*** Begin section ***
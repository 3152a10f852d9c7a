//! # Money Module
//!
//! Euro amounts as whole cents.
//!
//! The discount chain subtracts several amounts in a row (loyalty, birthday
//! pizza, birthday drink, code). With floats `18.90 - 8.00` already comes out
//! as `10.899999999999999`; with cents it is `1890 - 800 = 1090`. Percentages
//! are rounded to a whole cent once, at the step that applies them.
//!
//! ## Usage
//! ```rust
//! use pizza_core::money::Money;
//!
//! let price = Money::from_cents(800); // €8.00
//! let doubled = price * 2;            // €16.00
//! let total = doubled + Money::from_cents(300); // €19.00
//! assert_eq!(total.to_string(), "€19.00");
//! ```

use serde::{Deserialize, Serialize};
use std::fmt;
use std::iter::Sum;
use std::ops::{Add, AddAssign, Mul, Neg, Sub, SubAssign};

// =============================================================================
// Money Type
// =============================================================================

/// A monetary value in euro cents.
///
/// Signed, since applied discounts are carried as negative amounts.
///
/// ## Where Money is Used
/// ```text
/// v_product_prices.final_price_cents ──► PricedLine.unit_price
///                                              │
///                                              ▼
///                  PriceBreakdown.base_total ──► discounts ──► final_total
///                                                                  │
///                                                                  ▼
///                                                      orders.total_cents
/// ```
#[derive(Debug, Clone, Copy, PartialEq, Eq, PartialOrd, Ord, Hash, Serialize, Deserialize)]
pub struct Money(i64);

impl Money {
    /// Creates a Money value from cents.
    ///
    /// ## Example
    /// ```rust
    /// use pizza_core::money::Money;
    ///
    /// let price = Money::from_cents(1099); // Represents €10.99
    /// assert_eq!(price.cents(), 1099);
    /// ```
    #[inline]
    pub const fn from_cents(cents: i64) -> Self {
        Money(cents)
    }

    /// Returns the value in cents.
    #[inline]
    pub const fn cents(&self) -> i64 {
        self.0
    }

    /// Returns the whole-euro portion (truncated toward zero).
    #[inline]
    pub const fn euros(&self) -> i64 {
        self.0 / 100
    }

    /// Returns the cents portion (always 0-99).
    #[inline]
    pub const fn cents_part(&self) -> i64 {
        (self.0 % 100).abs()
    }

    /// Returns zero money value.
    #[inline]
    pub const fn zero() -> Self {
        Money(0)
    }

    /// Checks if the value is zero.
    #[inline]
    pub const fn is_zero(&self) -> bool {
        self.0 == 0
    }

    /// Checks if the value is negative (less than zero).
    #[inline]
    pub const fn is_negative(&self) -> bool {
        self.0 < 0
    }

    /// Clamps negative values to zero.
    #[inline]
    pub const fn max_zero(&self) -> Self {
        if self.0 < 0 {
            Money(0)
        } else {
            Money(self.0)
        }
    }

    /// Multiplies money by a quantity.
    ///
    /// ## Example
    /// ```rust
    /// use pizza_core::money::Money;
    ///
    /// let unit_price = Money::from_cents(299);
    /// assert_eq!(unit_price.multiply_quantity(3).cents(), 897);
    /// ```
    #[inline]
    pub const fn multiply_quantity(&self, qty: i64) -> Self {
        Money(self.0 * qty)
    }

    /// Returns `pct` percent of this amount, rounded to a whole cent.
    ///
    /// ## Rounding
    /// Half away from zero: `(amount × pct ± 50) / 100`.
    /// i128 keeps the intermediate product from overflowing.
    ///
    /// ## Example
    /// ```rust
    /// use pizza_core::money::Money;
    ///
    /// let total = Money::from_cents(1005); // €10.05
    /// // 10% of €10.05 = €1.005 → €1.01
    /// assert_eq!(total.percent(10).cents(), 101);
    /// ```
    pub fn percent(&self, pct: u32) -> Money {
        let scaled = self.0 as i128 * pct as i128;
        let rounded = if scaled >= 0 {
            (scaled + 50) / 100
        } else {
            (scaled - 50) / 100
        };
        Money::from_cents(rounded as i64)
    }
}

// =============================================================================
// Trait Implementations
// =============================================================================

/// Shows money as euros with two decimals, e.g. `€8.00` or `-€2.10`.
impl fmt::Display for Money {
    fn fmt(&self, f: &mut fmt::Formatter<'_>) -> fmt::Result {
        let sign = if self.0 < 0 { "-" } else { "" };
        write!(f, "{}€{}.{:02}", sign, self.euros().abs(), self.cents_part())
    }
}

impl Default for Money {
    fn default() -> Self {
        Money::zero()
    }
}

impl Add for Money {
    type Output = Self;

    #[inline]
    fn add(self, other: Self) -> Self {
        Money(self.0 + other.0)
    }
}

impl AddAssign for Money {
    #[inline]
    fn add_assign(&mut self, other: Self) {
        self.0 += other.0;
    }
}

impl Sub for Money {
    type Output = Self;

    #[inline]
    fn sub(self, other: Self) -> Self {
        Money(self.0 - other.0)
    }
}

impl SubAssign for Money {
    #[inline]
    fn sub_assign(&mut self, other: Self) {
        self.0 -= other.0;
    }
}

impl Neg for Money {
    type Output = Self;

    #[inline]
    fn neg(self) -> Self {
        Money(-self.0)
    }
}

impl Mul<i64> for Money {
    type Output = Self;

    #[inline]
    fn mul(self, qty: i64) -> Self {
        Money(self.0 * qty)
    }
}

impl Sum for Money {
    fn sum<I: Iterator<Item = Money>>(iter: I) -> Self {
        iter.fold(Money::zero(), Add::add)
    }
}

// =============================================================================
// Unit Tests
// =============================================================================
*** End section ***
Every single line in the records above must be written out exactly.

* [WORKED SOLUTION]:
repository 3152a10f852d9c7a
//! # Money Module
//!
//! Euro amounts as whole cents.
//!
//! The discount chain subtracts several amounts in a row (loyalty, birthday
//! pizza, birthday drink, code). With floats `18.90 - 8.00` already comes out
//! as `10.899999999999999`; with cents it is `1890 - 800 = 1090`. Percentages
//! are rounded to a whole cent once, at the step that applies them.
//!
//! ## Usage
//! ```rust
//! use pizza_core::money::Money;
//!
//! let price = Money::from_cents(800); // €8.00
//! let doubled = price * 2;            // €16.00
//! let total = doubled + Money::from_cents(300); // €19.00
//! assert_eq!(total.to_string(), "€19.00");
//! ```

use serde::{Deserialize, Serialize};
use std::fmt;
use std::iter::Sum;
use std::ops::{Add, AddAssign, Mul, Neg, Sub, SubAssign};

// =============================================================================
// Money Type
// =============================================================================

/// A monetary value in euro cents.
///
/// Signed, since applied discounts are carried as negative amounts.
///
/// ## Where Money is Used
/// ```text
/// v_product_prices.final_price_cents ──► PricedLine.unit_price
///                                              │
///                                              ▼
///                  PriceBreakdown.base_total ──► discounts ──► final_total
///                                                                  │
///                                                                  ▼
///                                                      orders.total_cents
/// ```
#[derive(Debug, Clone, Copy, PartialEq, Eq, PartialOrd, Ord, Hash, Serialize, Deserialize)]
pub struct Money(i64);

impl Money {
    /// Creates a Money value from cents.
    ///
    /// ## Example
    /// ```rust
    /// use pizza_core::money::Money;
    ///
    /// let price = Money::from_cents(1099); // Represents €10.99
    /// assert_eq!(price.cents(), 1099);
    /// ```
    #[inline]
    pub const fn from_cents(cents: i64) -> Self {
        Money(cents)
    }

    /// Returns the value in cents.
    #[inline]
    pub const fn cents(&self) -> i64 {
        self.0
    }

    /// Returns the whole-euro portion (truncated toward zero).
    #[inline]
    pub const fn euros(&self) -> i64 {
        self.0 / 100
    }

    /// Returns the cents portion (always 0-99).
    #[inline]
    pub const fn cents_part(&self) -> i64 {
        (self.0 % 100).abs()
    }

    /// Returns zero money value.
    #[inline]
    pub const fn zero() -> Self {
        Money(0)
    }

    /// Checks if the value is zero.
    #[inline]
    pub const fn is_zero(&self) -> bool {
        self.0 == 0
    }

    /// Checks if the value is negative (less than zero).
    #[inline]
    pub const fn is_negative(&self) -> bool {
        self.0 < 0
    }

    /// Clamps negative values to zero.
    #[inline]
    pub const fn max_zero(&self) -> Self {
        if self.0 < 0 {
            Money(0)
        } else {
            Money(self.0)
        }
    }

    /// Multiplies money by a quantity.
    ///
    /// ## Example
    /// ```rust
    /// use pizza_core::money::Money;
    ///
    /// let unit_price = Money::from_cents(299);
    /// assert_eq!(unit_price.multiply_quantity(3).cents(), 897);
    /// ```
    #[inline]
    pub const fn multiply_quantity(&self, qty: i64) -> Self {
        Money(self.0 * qty)
    }

    /// Returns `pct` percent of this amount, rounded to a whole cent.
    ///
    /// ## Rounding
    /// Half away from zero: `(amount × pct ± 50) / 100`.
    /// i128 keeps the intermediate product from overflowing.
    ///
    /// ## Example
    /// ```rust
    /// use pizza_core::money::Money;
    ///
    /// let total = Money::from_cents(1005); // €10.05
    /// // 10% of €10.05 = €1.005 → €1.01
    /// assert_eq!(total.percent(10).cents(), 101);
    /// ```
    pub fn percent(&self, pct: u32) -> Money {
        let scaled = self.0 as i128 * pct as i128;
        let rounded = if scaled >= 0 {
            (scaled + 50) / 100
        } else {
            (scaled - 50) / 100
        };
        Money::from_cents(rounded as i64)
    }
}

// =============================================================================
// Trait Implementations
// =============================================================================

/// Shows money as euros with two decimals, e.g. `€8.00` or `-€2.10`.
impl fmt::Display for Money {
    fn fmt(&self, f: &mut fmt::Formatter<'_>) -> fmt::Result {
        let sign = if self.0 < 0 { "-" } else { "" };
        write!(f, "{}€{}.{:02}", sign, self.euros().abs(), self.cents_part())
    }
}

impl Default for Money {
    fn default() -> Self {
        Money::zero()
    }
}

impl Add for Money {
    type Output = Self;

    #[inline]
    fn add(self, other: Self) -> Self {
        Money(self.0 + other.0)
    }
}

impl AddAssign for Money {
    #[inline]
    fn add_assign(&mut self, other: Self) {
        self.0 += other.0;
    }
}

impl Sub for Money {
    type Output = Self;

    #[inline]
    fn sub(self, other: Self) -> Self {
        Money(self.0 - other.0)
    }
}

impl SubAssign for Money {
    #[inline]
    fn sub_assign(&mut self, other: Self) {
        self.0 -= other.0;
    }
}

impl Neg for Money {
    type Output = Self;

    #[inline]
    fn neg(self) -> Self {
        Money(-self.0)
    }
}

impl Mul<i64> for Money {
    type Output = Self;

    #[inline]
    fn mul(self, qty: i64) -> Self {
        Money(self.0 * qty)
    }
}

impl Sum for Money {
    fn sum<I: Iterator<Item = Money>>(iter: I) -> Self {
        iter.fold(Money::zero(), Add::add)
    }
}

// =============================================================================
// Unit Tests
// =============================================================================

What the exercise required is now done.